[Task directions]
From first line to last, give the material again unchanged.

[Data to examine]
________
use crate::{
    ChainageError, Result,
    core::{math::round_half_even, traits::Real},
};

/// Format a chainage in meters as `K<km><join><m>` text, e.g. `1234` becomes `"K1+234"`.
///
/// The meter remainder is always zero padded to 3 digits. Negative chainages keep their sign on
/// the kilometer part (`-500` becomes `"K-0+500"`).
///
/// # Examples
///
/// ```
/// # use road_chainage::chainage::station_to_str;
/// assert_eq!(station_to_str(1234, "+"), "K1+234");
/// assert_eq!(station_to_str(1010, "+"), "K1+010");
/// assert_eq!(station_to_str(2000, "+"), "K2+000");
/// assert_eq!(station_to_str(56, "-"), "K0-056");
/// assert_eq!(station_to_str(-1500, "+"), "K-1+500");
/// assert_eq!(station_to_str(-500, "+"), "K-0+500");
/// ```
pub fn station_to_str(meters: i32, join: &str) -> String {
    format_meters(i64::from(meters), join)
}

/// Same as [station_to_str] for fractional meters, rounded to whole meters with ties going to the
/// even neighbor. Non-finite values format as `K0+000`.
///
/// # Examples
///
/// ```
/// # use road_chainage::chainage::station_to_str_real;
/// assert_eq!(station_to_str_real(1234.4, "+"), "K1+234");
/// assert_eq!(station_to_str_real(1234.5, "+"), "K1+234");
/// assert_eq!(station_to_str_real(1235.5, "+"), "K1+236");
/// ```
pub fn station_to_str_real<T>(meters: T, join: &str) -> String
where
    T: Real,
{
    let whole = round_half_even(meters).to_i64().unwrap_or(0);
    format_meters(whole, join)
}

fn format_meters(meters: i64, join: &str) -> String {
    let km = meters / 1000;
    let rem = (meters % 1000).unsigned_abs();
    let sign = if meters < 0 && km == 0 { "-" } else { "" };
    format!("K{sign}{km}{join}{rem:03}")
}

/// Parse chainage text into meters, returning `default` if the text is malformed.
///
/// See [parse_station] for the accepted formats.
///
/// # Examples
///
/// ```
/// # use road_chainage::chainage::station_to_num;
/// assert_eq!(station_to_num("K1+234", -1), 1234);
/// assert_eq!(station_to_num("k1.234", -1), 1234);
/// assert_eq!(station_to_num("1234", -1), 1234);
/// assert_eq!(station_to_num("K--", -1), -1);
/// assert_eq!(station_to_num("", 7), 7);
/// ```
pub fn station_to_num(text: &str, default: i32) -> i32 {
    parse_station(text).unwrap_or(default)
}

/// Parse chainage text into meters.
///
/// Any number of leading `K`/`k` characters are ignored. The kilometer/meter separator may be `+`,
/// `-` or `.`, checked in that priority order and using the last occurrence. Text without a
/// separator is parsed as plain meters. A negative kilometer part (including `-0`) negates the
/// meter part as well so negative chainages round trip through [station_to_str].
///
/// # Errors
///
/// [ChainageError::MalformedStation] if either part is not an integer or the result overflows
/// `i32`.
///
/// # Examples
///
/// ```
/// # use road_chainage::chainage::{parse_station, station_to_str};
/// # use road_chainage::ChainageError;
/// assert_eq!(parse_station("K12+345"), Ok(12345));
/// assert_eq!(parse_station("K1-200"), Ok(1200));
/// assert_eq!(parse_station(&station_to_str(-500, "+")), Ok(-500));
/// assert_eq!(
///     parse_station("K1+2x"),
///     Err(ChainageError::MalformedStation("K1+2x".to_string()))
/// );
/// ```
pub fn parse_station(text: &str) -> Result<i32> {
    let malformed = || ChainageError::MalformedStation(text.to_string());
    let cleaned = text.trim().trim_start_matches(['K', 'k']);

    let separator = cleaned
        .rfind('+')
        .or_else(|| cleaned.rfind('-'))
        .or_else(|| cleaned.rfind('.'));

    let Some(index) = separator else {
        return cleaned.trim().parse::<i32>().map_err(|_| malformed());
    };

    let km_text = cleaned[..index].trim();
    let km: i32 = km_text.parse().map_err(|_| malformed())?;
    let m: i32 = cleaned[index + 1..].trim().parse().map_err(|_| malformed())?;

    let km_meters = km.checked_mul(1000).ok_or_else(malformed)?;
    let total = if km_text.starts_with('-') {
        km_meters.checked_sub(m)
    } else {
        km_meters.checked_add(m)
    };

    total.ok_or_else(malformed)
}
________
[Response to this exercise]
use crate::{
    ChainageError, Result,
    core::{math::round_half_even, traits::Real},
};

/// Format a chainage in meters as `K<km><join><m>` text, e.g. `1234` becomes `"K1+234"`.
///
/// The meter remainder is always zero padded to 3 digits. Negative chainages keep their sign on
/// the kilometer part (`-500` becomes `"K-0+500"`).
///
/// # Examples
///
/// ```
/// # use road_chainage::chainage::station_to_str;
/// assert_eq!(station_to_str(1234, "+"), "K1+234");
/// assert_eq!(station_to_str(1010, "+"), "K1+010");
/// assert_eq!(station_to_str(2000, "+"), "K2+000");
/// assert_eq!(station_to_str(56, "-"), "K0-056");
/// assert_eq!(station_to_str(-1500, "+"), "K-1+500");
/// assert_eq!(station_to_str(-500, "+"), "K-0+500");
/// ```
pub fn station_to_str(meters: i32, join: &str) -> String {
    format_meters(i64::from(meters), join)
}

/// Same as [station_to_str] for fractional meters, rounded to whole meters with ties going to the
/// even neighbor. Non-finite values format as `K0+000`.
///
/// # Examples
///
/// ```
/// # use road_chainage::chainage::station_to_str_real;
/// assert_eq!(station_to_str_real(1234.4, "+"), "K1+234");
/// assert_eq!(station_to_str_real(1234.5, "+"), "K1+234");
/// assert_eq!(station_to_str_real(1235.5, "+"), "K1+236");
/// ```
pub fn station_to_str_real<T>(meters: T, join: &str) -> String
where
    T: Real,
{
    let whole = round_half_even(meters).to_i64().unwrap_or(0);
    format_meters(whole, join)
}

fn format_meters(meters: i64, join: &str) -> String {
    let km = meters / 1000;
    let rem = (meters % 1000).unsigned_abs();
    let sign = if meters < 0 && km == 0 { "-" } else { "" };
    format!("K{sign}{km}{join}{rem:03}")
}

/// Parse chainage text into meters, returning `default` if the text is malformed.
///
/// See [parse_station] for the accepted formats.
///
/// # Examples
///
/// ```
/// # use road_chainage::chainage::station_to_num;
/// assert_eq!(station_to_num("K1+234", -1), 1234);
/// assert_eq!(station_to_num("k1.234", -1), 1234);
/// assert_eq!(station_to_num("1234", -1), 1234);
/// assert_eq!(station_to_num("K--", -1), -1);
/// assert_eq!(station_to_num("", 7), 7);
/// ```
pub fn station_to_num(text: &str, default: i32) -> i32 {
    parse_station(text).unwrap_or(default)
}

/// Parse chainage text into meters.
///
/// Any number of leading `K`/`k` characters are ignored. The kilometer/meter separator may be `+`,
/// `-` or `.`, checked in that priority order and using the last occurrence. Text without a
/// separator is parsed as plain meters. A negative kilometer part (including `-0`) negates the
/// meter part as well so negative chainages round trip through [station_to_str].
///
/// # Errors
///
/// [ChainageError::MalformedStation] if either part is not an integer or the result overflows
/// `i32`.
///
/// # Examples
///
/// ```
/// # use road_chainage::chainage::{parse_station, station_to_str};
/// # use road_chainage::ChainageError;
/// assert_eq!(parse_station("K12+345"), Ok(12345));
/// assert_eq!(parse_station("K1-200"), Ok(1200));
/// assert_eq!(parse_station(&station_to_str(-500, "+")), Ok(-500));
/// assert_eq!(
///     parse_station("K1+2x"),
///     Err(ChainageError::MalformedStation("K1+2x".to_string()))
/// );
/// ```
pub fn parse_station(text: &str) -> Result<i32> {
    let malformed = || ChainageError::MalformedStation(text.to_string());
    let cleaned = text.trim().trim_start_matches(['K', 'k']);

    let separator = cleaned
        .rfind('+')
        .or_else(|| cleaned.rfind('-'))
        .or_else(|| cleaned.rfind('.'));

    let Some(index) = separator else {
        return cleaned.trim().parse::<i32>().map_err(|_| malformed());
    };

    let km_text = cleaned[..index].trim();
    let km: i32 = km_text.parse().map_err(|_| malformed())?;
    let m: i32 = cleaned[index + 1..].trim().parse().map_err(|_| malformed())?;

    let km_meters = km.checked_mul(1000).ok_or_else(malformed)?;
    let total = if km_text.starts_with('-') {
        km_meters.checked_sub(m)
    } else {
        km_meters.checked_add(m)
    };

    total.ok_or_else(malformed)
}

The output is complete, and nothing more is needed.